Cards: Das müssen Sie über Schwingen wissen

In dem auf 14 Minuten angesagten Schlussgang zeigten sich Vorjahressieger Bösch Daniel und Mathis Marcel sehr verhalten und abtastend, was einen Gestellten ergab. Somit konnten die beiden Ausnahmetalente, der 18-jährige Giger Samuel mit Rang 1a und der 21-jährige Orlik Armon mit Rang 1b profitieren und den Festsieg mit dem Ostschweizer Doppelsieg synchron feiern.

Kranz-Traum platzt für Stalder

Die 10 Schwinger des Nordwestschweizerischen Verbandes, davon neun selektioniert fürs Eidgenössische, lassen folgendes Bild zurück: Alpiger Nick war zu Beginn gefordert mit dem Eidgenossen Zwyssig Raphael, mit welchem er stellte.
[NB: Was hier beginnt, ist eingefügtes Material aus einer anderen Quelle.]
//! The HTTP server.

use std::any::Any;
use std::future::Future;
use std::sync::Arc;

use anyhow::Context as _;
use axum::Router;
use axum::body::Body;
use axum::extract::FromRequest;
use axum::extract::FromRequestParts;
use axum::extract::rejection::JsonRejection;
use axum::extract::rejection::PathRejection;
use axum::http;
use axum::http::HeaderName;
use axum::http::StatusCode;
use axum::http::header;
use axum::response::IntoResponse;
use axum::response::Response;
use bon::Builder;
use serde::Serialize;
use serde::Serializer;
use tokio::net::TcpListener;
use tower::ServiceBuilder;
use tower_http::LatencyUnit;
use tower_http::compression::CompressionLayer;
use tower_http::sensitive_headers::SetSensitiveRequestHeadersLayer;
use tower_http::sensitive_headers::SetSensitiveResponseHeadersLayer;
use tower_http::trace::DefaultMakeSpan;
use tower_http::trace::DefaultOnResponse;
use tower_http::trace::TraceLayer;
use tracing::Span;
use tracing::debug;
use tracing::error;
use tracing::info;

mod tasks;

use crate::engine;
use crate::engine::TaskService;

/// The default address to bind the server to.
pub const DEFAULT_ADDRESS: &str = "0.0.0.0";

/// The default port to bind the server to.
pub const DEFAULT_PORT: u16 = 5000;

/// Header values to be blocked from logging.
const SENSITIVE_HEADERS: [HeaderName; 2] = [header::AUTHORIZATION, header::COOKIE];

/// A panic handler for returning 500.
fn handle_panic(err: Box<dyn Any + Send + 'static>) -> Response {
    if let Some(s) = err.downcast_ref::<String>() {
        error!("server panicked: {s}");
    } else if let Some(s) = err.downcast_ref::<&str>() {
        error!("server panicked: {s}");
    } else {
        error!("server panicked: unknown panic message");
    };

    Error {
        status: StatusCode::INTERNAL_SERVER_ERROR,
        message: "internal server error".to_string(),
    }
    .into_response()
}

/// An extractor that wraps the JSON extractor of Axum.
///
/// This extractor returns an error object on rejection.
#[derive(FromRequest)]
#[from_request(via(axum::Json), rejection(Error))]
struct Json<T>(pub T);

impl<T> IntoResponse for Json<T>
where
    T: Serialize,
{
    fn into_response(self) -> Response {
        axum::Json(self.0).into_response()
    }
}

/// An extractor that wraps the path extractor of Axum.
///
/// This extractor returns an API error on rejection.
#[derive(FromRequestParts)]
#[from_request(via(axum::extract::Path), rejection(Error))]
struct Path<T>(T);

/// Helper for serializing a HTTP status code.
fn serialize_status<S>(status: &StatusCode, serializer: S) -> Result<S::Ok, S::Error>
where
    S: Serializer,
{
    serializer.serialize_u16(status.as_u16())
}

/// Represents a generic error from the API.
#[derive(Serialize, Debug)]
pub struct Error {
    /// The status code being returned in the response.
    #[serde(serialize_with = "serialize_status")]
    pub status: StatusCode,
    /// The error message.
    pub message: String,
}

impl From<engine::Error> for Error {
    fn from(e: engine::Error) -> Self {
        use engine::Error as E;

        let (status, message) = match &e {
            E::InvalidRequest(_) | E::Quantity(_) => (StatusCode::BAD_REQUEST, e.to_string()),
            E::ImageNotFound(_) => (StatusCode::NOT_FOUND, e.to_string()),
            E::ImageNotOnRegistry(_) => (StatusCode::BAD_REQUEST, e.to_string()),
            E::RegistryCheck(_) => (StatusCode::BAD_GATEWAY, e.to_string()),
            E::AlreadyRunning => (StatusCode::CONFLICT, e.to_string()),
            E::AlreadyCancelled => (StatusCode::BAD_REQUEST, e.to_string()),
            E::ResultsExpired => (StatusCode::GONE, e.to_string()),
            E::ResultsNotReady | E::ClusterUnavailable => {
                (StatusCode::SERVICE_UNAVAILABLE, e.to_string())
            }
            E::CronJobNotFound => (StatusCode::NOT_FOUND, e.to_string()),
            E::CrdDelivery(_) => (StatusCode::BAD_GATEWAY, e.to_string()),
            E::Cluster(cluster) => return cluster_error(cluster),
            E::Database(db) => return database_error(db),
        };

        Self { status, message }
    }
}

/// Maps a cluster gateway error onto an API error.
///
/// Cluster rejections keep their underlying message so operator-relevant
/// detail (for example a cron schedule validation failure) survives the
/// translation.
fn cluster_error(e: &fednode_cluster::Error) -> Error {
    use fednode_cluster::Error as C;

    match e {
        C::Api {
            status,
            reason,
            body,
        } => {
            let message = if body.is_empty() {
                reason.clone()
            } else {
                body.clone()
            };
            let status = match *status {
                404 => StatusCode::NOT_FOUND,
                409 => StatusCode::CONFLICT,
                400..=499 => StatusCode::BAD_REQUEST,
                _ => {
                    error!("cluster API error ({status}): {message}");
                    StatusCode::BAD_GATEWAY
                }
            };
            Error { status, message }
        }
        C::Transport(_) | C::ReadyTimeout(_) => Error {
            status: StatusCode::SERVICE_UNAVAILABLE,
            message: e.to_string(),
        },
        C::Other(inner) => {
            // Log the error but do not return it to the client
            error!("cluster gateway error: {inner:#}");
            Error {
                status: StatusCode::INTERNAL_SERVER_ERROR,
                message: StatusCode::INTERNAL_SERVER_ERROR.to_string(),
            }
        }
    }
}

/// Maps a database error onto an API error.
fn database_error(e: &fednode_db::Error) -> Error {
    use fednode_db::Error as D;

    match e {
        D::TaskNotFound(_) | D::DatasetNotFound(_) => Error {
            status: StatusCode::NOT_FOUND,
            message: e.to_string(),
        },
        D::AlreadyReviewed => Error {
            status: StatusCode::BAD_REQUEST,
            message: e.to_string(),
        },
        D::Other(inner) => {
            // Log the error but do not return it to the client
            error!("database error: {inner:#}");
            Error {
                status: StatusCode::INTERNAL_SERVER_ERROR,
                message: StatusCode::INTERNAL_SERVER_ERROR.to_string(),
            }
        }
    }
}

impl From<JsonRejection> for Error {
    fn from(rejection: JsonRejection) -> Self {
        Self {
            status: rejection.status(),
            message: rejection.body_text(),
        }
    }
}

impl From<PathRejection> for Error {
    fn from(rejection: PathRejection) -> Self {
        Self {
            status: rejection.status(),
            message: rejection.body_text(),
        }
    }
}

impl IntoResponse for Error {
    fn into_response(self) -> Response {
        (self.status, axum::Json(self)).into_response()
    }
}

/// Represents the response type for most API endpoints.
type ServerResponse<T> = Result<T, Error>;

/// Returns a "not found" JSON error response.
fn not_found() -> Error {
    Error {
        status: StatusCode::NOT_FOUND,
        message: "the requested resource was not found".to_string(),
    }
}

/// The state for the server.
#[derive(Clone)]
pub struct State {
    /// The task lifecycle service.
    service: Arc<TaskService>,
}

/// The Federated Node API server.
#[derive(Builder)]
pub struct Server {
    /// The address to bind the server to.
    #[builder(into, default = DEFAULT_ADDRESS)]
    address: String,

    /// The port to bind the server to.
    #[builder(into, default = DEFAULT_PORT)]
    port: u16,

    /// The task lifecycle service.
    service: Arc<TaskService>,
}

impl Server {
    /// Runs the server.
    pub async fn run<F>(self, shutdown: F) -> anyhow::Result<()>
    where
        F: Future<Output = ()> + Send + 'static,
    {
        // Hook up the axum middleware
        let middleware = ServiceBuilder::new()
            .layer(SetSensitiveRequestHeadersLayer::new(SENSITIVE_HEADERS))
            .layer(
                TraceLayer::new_for_http()
                    .make_span_with(DefaultMakeSpan::new().include_headers(true))
                    .on_request(|request: &http::Request<Body>, _span: &Span| {
                        debug!(
                            "{method} {path}",
                            method = request.method(),
                            path = request.uri().path()
                        )
                    })
                    .on_response(
                        DefaultOnResponse::new()
                            .level(tracing::Level::DEBUG)
                            .latency_unit(LatencyUnit::Micros),
                    ),
            )
            .layer(CompressionLayer::new())
            .layer(SetSensitiveResponseHeadersLayer::new(SENSITIVE_HEADERS));

        // Construct the axum app
        let app = Router::new()
            .route("/ping", axum::routing::get(async || {}))
            .merge(tasks::router())
            .fallback(async || not_found())
            .layer(middleware)
            .layer(tower_http::catch_panic::CatchPanicLayer::custom(
                handle_panic,
            ))
            .with_state(State {
                service: self.service,
            });

        // Run the server
        let addr = format!("{address}:{port}", address = self.address, port = self.port);
        let listener = TcpListener::bind(&addr)
            .await
            .context("binding to the provided address")?;

        info!("listening at {addr}");

        axum::serve(listener, app)
            .with_graceful_shutdown(shutdown)
            .await
            .context("failed to run API server")?;

        Ok(())
    }
}
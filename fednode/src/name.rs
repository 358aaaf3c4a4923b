//! Name and label derivation for cluster resources.

use chrono::DateTime;
use chrono::Days;
use chrono::Utc;
use rand::Rng as _;
use rand::rngs::ThreadRng;

/// The label carrying the date a resource becomes eligible for cleanup.
///
/// A bulk `delete ... -l delete_by=<today>` reaps everything past its
/// retention window.
pub const DELETE_BY_LABEL: &str = "delete_by";

/// A name suffix generator.
pub trait Generator {
    /// Generates a new suffix.
    fn generate(&self) -> String;
}

/// An alphanumeric suffix generator.
pub struct Alphanumeric {
    /// The length of the generated suffix.
    length: usize,
}

impl Default for Alphanumeric {
    fn default() -> Self {
        Self { length: 8 }
    }
}

impl Generator for Alphanumeric {
    fn generate(&self) -> String {
        let mut rng = ThreadRng::default();

        (&mut rng)
            .sample_iter(&rand::distr::Alphanumeric)
            .take(self.length)
            .map(char::from)
            .map(|c| c.to_ascii_lowercase())
            .collect()
    }
}

/// Derives a pod name from a task name and a unique suffix.
///
/// The suffix keeps retried runs of the same task from colliding on the
/// previous pod's name.
pub fn pod_name(task_name: &str, suffix: &str) -> String {
    format!(
        "{name}-{suffix}",
        name = task_name.trim().to_lowercase().replace(' ', "-")
    )
}

/// Formats the cleanup label value for a resource created now.
///
/// Recomputed on every call; a value cached across midnight would tag new
/// resources with a stale date.
pub fn expiration_label(now: DateTime<Utc>, retention_days: i64) -> String {
    now.checked_add_days(Days::new(retention_days.max(0) as u64))
        .unwrap_or(now)
        .format("%Y%m%d")
        .to_string()
}

#[cfg(test)]
mod tests {
    use chrono::TimeZone;

    use super::*;

    #[test]
    fn pod_names_are_lowered_and_suffixed() {
        assert_eq!(pod_name("Pheno Analysis", "a1b2c3"), "pheno-analysis-a1b2c3");
        assert_eq!(pod_name("  task ", "x"), "task-x");
    }

    #[test]
    fn expiration_label_adds_retention_days() {
        let now = Utc.with_ymd_and_hms(2024, 12, 30, 23, 59, 0).unwrap();
        assert_eq!(expiration_label(now, 3), "20250102");
        assert_eq!(expiration_label(now, 0), "20241230");
    }

    #[test]
    fn generated_suffixes_are_lowercase_and_sized() {
        let suffix = Alphanumeric::default().generate();
        assert_eq!(suffix.len(), 8);
        assert!(suffix.chars().all(|c| c.is_ascii_alphanumeric() && !c.is_ascii_uppercase()));
    }
}
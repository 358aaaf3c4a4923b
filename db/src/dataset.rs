//! Datasets.

use std::fmt;
use std::str::FromStr;
use std::sync::LazyLock;

use anyhow::bail;
use regex::Regex;
use serde::Deserialize;
use serde::Serialize;

/// Matches the URL scheme prefix stripped from dataset hosts.
static HOST_SCHEME: LazyLock<Regex> =
    LazyLock::new(|| Regex::new(r"^http(s)?://").expect("regex should compile"));

/// Matches the characters replaced with `-` in secret names.
static SECRET_NAME_SEPARATORS: LazyLock<Regex> =
    LazyLock::new(|| Regex::new(r"[\s_#]+").expect("regex should compile"));

/// The database engine backing a dataset.
#[derive(Debug, Clone, Copy, Default, PartialEq, Eq, Serialize, Deserialize)]
#[serde(rename_all = "lowercase")]
pub enum DatasetEngine {
    /// PostgreSQL.
    #[default]
    Postgres,
    /// Microsoft SQL Server.
    Mssql,
    /// MySQL.
    Mysql,
    /// MariaDB.
    Mariadb,
    /// Oracle.
    Oracle,
    /// SQLite.
    Sqlite,
}

impl DatasetEngine {
    /// Gets the SQL dialect name for the engine.
    ///
    /// This is the value handed to the query transpiler as `TO_DIALECT`;
    /// SQL Server is known there as `tsql`.
    pub fn dialect(&self) -> &'static str {
        match self {
            Self::Postgres => "postgres",
            Self::Mssql => "tsql",
            Self::Mysql => "mysql",
            Self::Mariadb => "mariadb",
            Self::Oracle => "oracle",
            Self::Sqlite => "sqlite",
        }
    }
}

impl fmt::Display for DatasetEngine {
    fn fmt(&self, f: &mut fmt::Formatter<'_>) -> fmt::Result {
        match self {
            Self::Postgres => write!(f, "postgres"),
            Self::Mssql => write!(f, "mssql"),
            Self::Mysql => write!(f, "mysql"),
            Self::Mariadb => write!(f, "mariadb"),
            Self::Oracle => write!(f, "oracle"),
            Self::Sqlite => write!(f, "sqlite"),
        }
    }
}

impl FromStr for DatasetEngine {
    type Err = anyhow::Error;

    fn from_str(s: &str) -> std::result::Result<Self, Self::Err> {
        match s {
            "postgres" => Ok(Self::Postgres),
            "mssql" | "tsql" => Ok(Self::Mssql),
            "mysql" => Ok(Self::Mysql),
            "mariadb" => Ok(Self::Mariadb),
            "oracle" => Ok(Self::Oracle),
            "sqlite" => Ok(Self::Sqlite),
            _ => bail!("DB type {s} is not supported"),
        }
    }
}

/// A dataset a task can run against.
///
/// Credentials are not part of the record: they live in a per-dataset
/// Kubernetes secret named by [`Dataset::creds_secret_name`], duplicated
/// across the default and task namespaces. Credential rotation is owned by
/// the dataset administration surface, not by the task engine.
#[derive(Debug, Clone, Serialize, Deserialize)]
pub struct Dataset {
    /// The dataset identifier.
    pub id: i64,
    /// The dataset name.
    pub name: String,
    /// The database host, with or without a URL scheme.
    pub host: String,
    /// The database port.
    pub port: u16,
    /// The database engine.
    #[serde(default)]
    pub engine: DatasetEngine,
    /// Extra arguments appended to connection strings, already URL-encoded.
    #[serde(default)]
    pub extra_connection_args: Option<String>,
    /// The schema analytics tasks read from.
    #[serde(default)]
    pub schema_read: Option<String>,
    /// The schema analytics tasks write to.
    #[serde(default)]
    pub schema_write: Option<String>,
}

impl Dataset {
    /// Gets the name of the Kubernetes secret holding the dataset's
    /// database credentials.
    pub fn creds_secret_name(&self) -> String {
        secret_name(&self.host, &self.name)
    }
}

/// Derives a dataset credential secret name from a host and dataset name.
///
/// The URL scheme is stripped from the host, whitespace, underscores, and
/// `#` become `-`, the dataset name is lower-cased, and the whole thing is
/// suffixed `-creds`.
pub fn secret_name(host: &str, dataset_name: &str) -> String {
    let host = HOST_SCHEME.replace(host, "");
    let host = SECRET_NAME_SEPARATORS.replace_all(&host, "-");
    let name = SECRET_NAME_SEPARATORS.replace_all(dataset_name, "-");
    format!("{host}-{name}-creds", name = name.to_lowercase())
}

#[cfg(test)]
mod tests {
    use super::*;

    fn dataset(host: &str, name: &str) -> Dataset {
        Dataset {
            id: 1,
            name: name.to_string(),
            host: host.to_string(),
            port: 5432,
            engine: DatasetEngine::Postgres,
            extra_connection_args: None,
            schema_read: None,
            schema_write: None,
        }
    }

    #[test]
    fn secret_name_strips_scheme() {
        assert_eq!(
            dataset("https://db.example.com", "phenotypes").creds_secret_name(),
            "db.example.com-phenotypes-creds"
        );
        assert_eq!(
            dataset("http://db.example.com", "phenotypes").creds_secret_name(),
            "db.example.com-phenotypes-creds"
        );
    }

    #[test]
    fn secret_name_normalizes_separators() {
        assert_eq!(
            dataset("db.example.com", "My Data_set #2").creds_secret_name(),
            "db.example.com-my-data-set-2-creds"
        );
    }

    #[test]
    fn engine_parses_dialect_aliases() {
        assert_eq!("tsql".parse::<DatasetEngine>().unwrap(), DatasetEngine::Mssql);
        assert_eq!(DatasetEngine::Mssql.dialect(), "tsql");
        assert!("dbase".parse::<DatasetEngine>().is_err());
    }
}
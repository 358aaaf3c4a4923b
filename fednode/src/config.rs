//! Engine configuration.

use std::path::PathBuf;
use std::time::Duration;

/// Azure File storage parameters for the shared results volume.
#[derive(Debug, Clone)]
pub struct AzureStorage {
    /// The name of the secret holding the storage account credentials.
    pub secret_name: String,
    /// The name of the Azure File share.
    pub share_name: String,
}

/// The engine configuration, resolved once at startup.
#[derive(Debug, Clone)]
pub struct Config {
    /// The namespace task pods run in.
    pub task_namespace: String,
    /// The namespace shared node services run in.
    pub default_namespace: String,
    /// The local directory result archives are written to.
    pub results_path: PathBuf,
    /// The path task pods mount their results volume at.
    pub task_pod_results_path: String,
    /// The path task pods mount their inputs at when no explicit location
    /// is given.
    pub task_pod_inputs_path: String,
    /// How many days task resources are kept before bulk cleanup reaps them.
    pub cleanup_after_days: i64,
    /// The annotation domain for the analytics delivery custom resource.
    pub crd_domain: String,
    /// Whether the external task controller integration is enabled.
    pub task_controller_enabled: bool,
    /// Whether results require an approved review before release.
    pub task_review_required: bool,
    /// The storage class of the shared results volumes.
    pub storage_class: String,
    /// The capacity of each task's shared results volume.
    pub claim_capacity: String,
    /// The name of the image pull secret in the task namespace.
    pub pull_secret_name: String,
    /// The image used for workspace-setup init containers.
    pub alpine_image: String,
    /// The repository of the database connector image.
    pub db_connector_repository: String,
    /// The tag applied to node-owned sidecar and init images.
    pub image_tag: String,
    /// The image used by the cron refresh init container to annotate the
    /// delivery resource.
    pub kubectl_image: String,
    /// Azure File parameters; host-path storage is used when absent.
    pub azure_storage: Option<AzureStorage>,
    /// How long to wait for the results-fetcher pod to become ready.
    pub results_fetch_timeout: Duration,
}

impl Config {
    /// Gets the full database connector image reference.
    pub fn db_connector_image(&self) -> String {
        format!(
            "{repo}:{tag}",
            repo = self.db_connector_repository,
            tag = self.image_tag
        )
    }
}

impl Default for Config {
    fn default() -> Self {
        Self {
            task_namespace: "tasks".to_string(),
            default_namespace: "default".to_string(),
            results_path: PathBuf::from("/data/results"),
            task_pod_results_path: "/mnt/data".to_string(),
            task_pod_inputs_path: "/mnt/inputs".to_string(),
            cleanup_after_days: 3,
            crd_domain: "federatednode.com".to_string(),
            task_controller_enabled: false,
            task_review_required: false,
            storage_class: "shared-results".to_string(),
            claim_capacity: "100Mi".to_string(),
            pull_secret_name: "fednode-regcred".to_string(),
            alpine_image: "alpine:3.19".to_string(),
            db_connector_repository: "ghcr.io/federated-node/db-connector".to_string(),
            image_tag: "latest".to_string(),
            kubectl_image: "bitnami/kubectl:latest".to_string(),
            azure_storage: None,
            results_fetch_timeout: Duration::from_secs(120),
        }
    }
}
Den Eidgenossen Clopath Beat hingegen gewann er bedingungslos. Alpiger stand mit herausfordernden Gegnern im Ring. Er bewältigte diese Aufgabe mit Bravour! Vier gewonnene und zwei gestellte Kämpfe bedeuteten das sehr verdiente Eichenlaub. Gisler Bruno musste sich von Bösch Daniel und Hochholdinger Roman bezwingen lassen, mit den darauffolgenden vier Siegen, mitunter gegen Burkhalter Stefan, reichte es zum Kranz. Stalder Remo vermochte den starken Giger Samuel zu gewinnen. Bösch war ihm doch zu überlegen. Stalder startete verheissungsvoll in den Tag, die Niederlage im letzten Gang gegen Roth Martin vermasselte ihm jedoch den Traum vom Kranz. 

Kocher ohne Chance

Kocher Remo wusste sich mit bestem Willen in keiner Weise durchzusetzen. Räbmatter Patrick stellte früh am Morgen mit Burkhalter Stefan, zwei darauffolgende Siege bestätigten seine gute Form. Dem bärenstarken Forrer Arnold vermochte er jedoch nicht Stand zu halten. Räbmatter verpasste den Kranz wiederum knapp. Studinger Stephan reichte es mit zwei verlorenen und einem gestellten Gang nicht zum Kranz. Auch Blatter Lorenz ging leer aus. Schmid David fiel sehr positiv auf, seine Konstanz macht ihn zum zuverlässigen Schwinger, seine offensive Art fordert seine Gegner und verschafft Respekt. Der Kranz blieb leider nur ein Wunsch. Fazit: Alpiger Nick und Gisler Bruno bringen den Kranz in die Nordwestschweiz – Hauptprobe vor Estavayer gelungen!